Nice issue. @n3wscott @lance @JemDay any comments?

When the type of the data is text, the value MUST be stored in the text_data property

Should JSON really be just "text" in protobuf if it's going to treat it as a JSON string on the other side? If it were treated as binary would that avoid this issue?

@JemDay
Copy link

JemDay commented Jan 24, 2022

I'm curious is this a protobuf-format encoding issue or a json-format encoding issue - in the example above from the Go SDK is that the general behavior when the data is JSON (which I believe is in conflict with the JSON format specification).

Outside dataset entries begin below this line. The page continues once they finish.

use std::collections::HashMap;
use std::sync::LazyLock;
use std::time::Duration;

use async_trait::async_trait;
use chrono::{DateTime, Utc};
use regex::Regex;
use reqwest::{Client, Response};
use serde_json::{json, Value};
use tracing::{debug, info, instrument};

use super::{ReviewFeed, StoreSearch};
use crate::config::StoreConfig;
use crate::error::StoreError;
use crate::models::{Locale, ReviewPage, ReviewRecord, SearchHit, Sort};

const REVIEWS_RPC: &str = "UsvDTd";
const RESPONSE_GUARD: &str = ")]}'";
const SEARCH_DATASET: &str = "ds:4";

static DATASET_PATTERN: LazyLock<Regex> = LazyLock::new(|| {
    Regex::new(r"AF_initDataCallback\(\{key: '(ds:\d+)'[\s\S]*?data:([\s\S]*?), sideChannel: \{\}\}\);")
        .expect("dataset pattern is a valid regex")
});

/// Client for the public Google Play store
#[derive(Debug, Clone)]
pub struct PlayStoreClient {
    client: Client,
    base_url: String,
    page_size: u32,
}

impl Default for PlayStoreClient {
    fn default() -> Self {
        Self::new()
    }
}

impl PlayStoreClient {
    pub fn new() -> Self {
        let defaults = StoreConfig::default();
        Self {
            client: Client::new(),
            base_url: defaults.base_url,
            page_size: defaults.page_size,
        }
    }

    pub fn from_config(config: &StoreConfig) -> Result<Self, StoreError> {
        let mut builder = Client::builder();
        if let Some(secs) = config.timeout_secs {
            builder = builder.timeout(Duration::from_secs(secs));
        }

        Ok(Self {
            client: builder.build()?,
            base_url: config.base_url.trim_end_matches('/').to_string(),
            page_size: config.page_size.max(1),
        })
    }

    pub fn with_base_url(mut self, base_url: impl Into<String>) -> Self {
        self.base_url = base_url.into().trim_end_matches('/').to_string();
        self
    }

    pub fn with_page_size(mut self, page_size: u32) -> Self {
        self.page_size = page_size.max(1);
        self
    }

    async fn fetch_page(
        &self,
        app_id: &str,
        locale: &Locale,
        sort: Sort,
        count: u32,
        token: Option<&str>,
    ) -> Result<ReviewPage, StoreError> {
        let url = format!("{}/_/PlayStoreUi/data/batchexecute", self.base_url);
        let payload = reviews_request(app_id, sort, count, token);

        debug!(app_id, count, has_token = token.is_some(), "Requesting review page");

        let response = self
            .client
            .post(&url)
            .query(&[("hl", locale.lang.as_str()), ("gl", locale.country.as_str())])
            .form(&[("f.req", payload.as_str())])
            .send()
            .await?;

        let body = success_body(response).await?;
        parse_reviews_response(&body)
    }
}

#[async_trait]
impl ReviewFeed for PlayStoreClient {
    #[instrument(skip(self, locale), fields(lang = %locale.lang, country = %locale.country))]
    async fn reviews(
        &self,
        app_id: &str,
        locale: &Locale,
        sort: Sort,
        count: u32,
    ) -> Result<ReviewPage, StoreError> {
        let target = count as usize;
        let mut records = Vec::new();
        let mut cursor: Option<String> = None;

        while records.len() < target {
            let remaining = (target - records.len()).min(self.page_size as usize) as u32;
            let page = self
                .fetch_page(app_id, locale, sort, remaining, cursor.as_deref())
                .await?;

            let fetched = page.records.len();
            records.extend(page.records);
            cursor = page.cursor;

            debug!(fetched, total = records.len(), "Received review page");

            if fetched == 0 || cursor.is_none() {
                break;
            }
        }

        records.truncate(target);
        info!(app_id, count = records.len(), "Review feed complete");

        Ok(ReviewPage { records, cursor })
    }
}

#[async_trait]
impl StoreSearch for PlayStoreClient {
    #[instrument(skip(self, locale), fields(lang = %locale.lang, country = %locale.country))]
    async fn search(&self, query: &str, locale: &Locale) -> Result<Vec<SearchHit>, StoreError> {
        let url = format!("{}/store/search", self.base_url);

        let response = self
            .client
            .get(&url)
            .query(&[
                ("q", query),
                ("c", "apps"),
                ("hl", locale.lang.as_str()),
                ("gl", locale.country.as_str()),
            ])
            .send()
            .await?;

        let html = success_body(response).await?;
        let hits = parse_search_page(&html);

        info!(count = hits.len(), "Store search complete");

        Ok(hits)
    }
}

async fn success_body(response: Response) -> Result<String, StoreError> {
    let status = response.status();
    if !status.is_success() {
        let body = response.text().await.unwrap_or_default();
        return Err(StoreError::Status {
            status: status.as_u16(),
            body,
        });
    }
    Ok(response.text().await?)
}

/// Build the `f.req` form value for one review page
fn reviews_request(app_id: &str, sort: Sort, count: u32, token: Option<&str>) -> String {
    let inner = json!([
        null,
        null,
        [2, sort.code(), [count, null, token], null, []],
        [app_id, 7]
    ]);
    json!([[[REVIEWS_RPC, inner.to_string(), null, "generic"]]]).to_string()
}

fn parse_reviews_response(body: &str) -> Result<ReviewPage, StoreError> {
    let envelope = body
        .trim_start()
        .strip_prefix(RESPONSE_GUARD)
        .ok_or_else(|| StoreError::Malformed("missing response guard".to_string()))?;
    let envelope: Value = serde_json::from_str(envelope.trim())?;

    // A null payload is how the feed says "no reviews"
    let payload = match envelope.pointer("/0/2") {
        None | Some(Value::Null) => return Ok(ReviewPage::default()),
        Some(Value::String(s)) => s,
        Some(other) => {
            return Err(StoreError::Malformed(format!(
                "unexpected review payload: {}",
                other
            )))
        }
    };
    let data: Value = serde_json::from_str(payload)?;

    let records = data
        .get(0)
        .and_then(Value::as_array)
        .map(|items| items.iter().map(parse_review).collect())
        .unwrap_or_default();

    let cursor = data
        .as_array()
        .and_then(|parts| parts.len().checked_sub(2).and_then(|i| parts.get(i)))
        .and_then(Value::as_array)
        .and_then(|tail| tail.last())
        .and_then(Value::as_str)
        .map(str::to_string);

    Ok(ReviewPage { records, cursor })
}

fn parse_review(value: &Value) -> ReviewRecord {
    ReviewRecord {
        review_id: text_at(value, "/0"),
        user_name: text_at(value, "/1/0"),
        timestamp: seconds_at(value, "/5/0"),
        score: value
            .pointer("/2")
            .and_then(Value::as_u64)
            .and_then(|s| u8::try_from(s).ok()),
        content: text_at(value, "/4"),
        thumbs_up_count: value.pointer("/6").and_then(Value::as_u64),
        reply_content: text_at(value, "/7/1"),
        replied_at: seconds_at(value, "/7/2/0"),
        app_version: text_at(value, "/10"),
    }
}

fn text_at(value: &Value, pointer: &str) -> Option<String> {
    value
        .pointer(pointer)
        .and_then(Value::as_str)
        .map(str::to_string)
}

fn seconds_at(value: &Value, pointer: &str) -> Option<DateTime<Utc>> {
    value
        .pointer(pointer)
        .and_then(Value::as_i64)
        .and_then(|secs| DateTime::from_timestamp(secs, 0))
}

/// Pull the `AF_initDataCallback` datasets out of a store page
fn extract_datasets(html: &str) -> HashMap<String, Value> {
    let mut datasets = HashMap::new();
    for caps in DATASET_PATTERN.captures_iter(html) {
        match serde_json::from_str::<Value>(&caps[2]) {
            Ok(data) => {
                datasets.insert(caps[1].to_string(), data);
            }
            Err(e) => debug!(key = &caps[1], error = %e, "Skipping unparsable dataset"),
        }
    }
    datasets
}

fn parse_search_page(html: &str) -> Vec<SearchHit> {
    let datasets = extract_datasets(html);

    let Some(sections) = datasets
        .get(SEARCH_DATASET)
        .and_then(|ds| ds.pointer("/0/1"))
        .and_then(Value::as_array)
    else {
        return Vec::new();
    };

    let mut hits: Vec<SearchHit> = Vec::new();
    for cluster in sections.iter().filter_map(|s| s.pointer("/22/0")) {
        let found: Vec<SearchHit> = match featured_result(cluster) {
            Some(hit) => vec![hit],
            None => cluster
                .as_array()
                .map(|items| items.iter().filter_map(listed_result).collect())
                .unwrap_or_default(),
        };

        for hit in found {
            if !hits.iter().any(|h| h.app_id == hit.app_id) {
                hits.push(hit);
            }
        }
    }

    hits
}

fn featured_result(value: &Value) -> Option<SearchHit> {
    Some(SearchHit {
        app_id: text_at(value, "/11/0/0")?,
        title: text_at(value, "/2/0/0")?,
        icon: text_at(value, "/2/95/0/3/2"),
    })
}

fn listed_result(value: &Value) -> Option<SearchHit> {
    Some(SearchHit {
        app_id: text_at(value, "/0/0/0")?,
        title: text_at(value, "/0/3")?,
        icon: text_at(value, "/0/1/3/2"),
    })
}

What this does call-out is the need for defined inter-op or compliance tests for the various format implementations to ensure they do play well with one another.

@JemDay
Copy link

JemDay commented Jan 24, 2022

An example unit-test input for a Proto formatted event with a JSON data payload for the java-sdk is here, it's a little simplistic and could potentially warrant a complex example.

Note: The unit-test files use the JSON encoding for a protobuf object NOT the CE JSON format encoding.

@zach-robinson
Copy link
Author

zach-robinson commented Jan 24, 2022

I'm curious is this a protobuf-format encoding issue or a json-format encoding issue - in the example above from the Go SDK is that the general behavior when the data is JSON (which I believe is in conflict with the JSON format specification).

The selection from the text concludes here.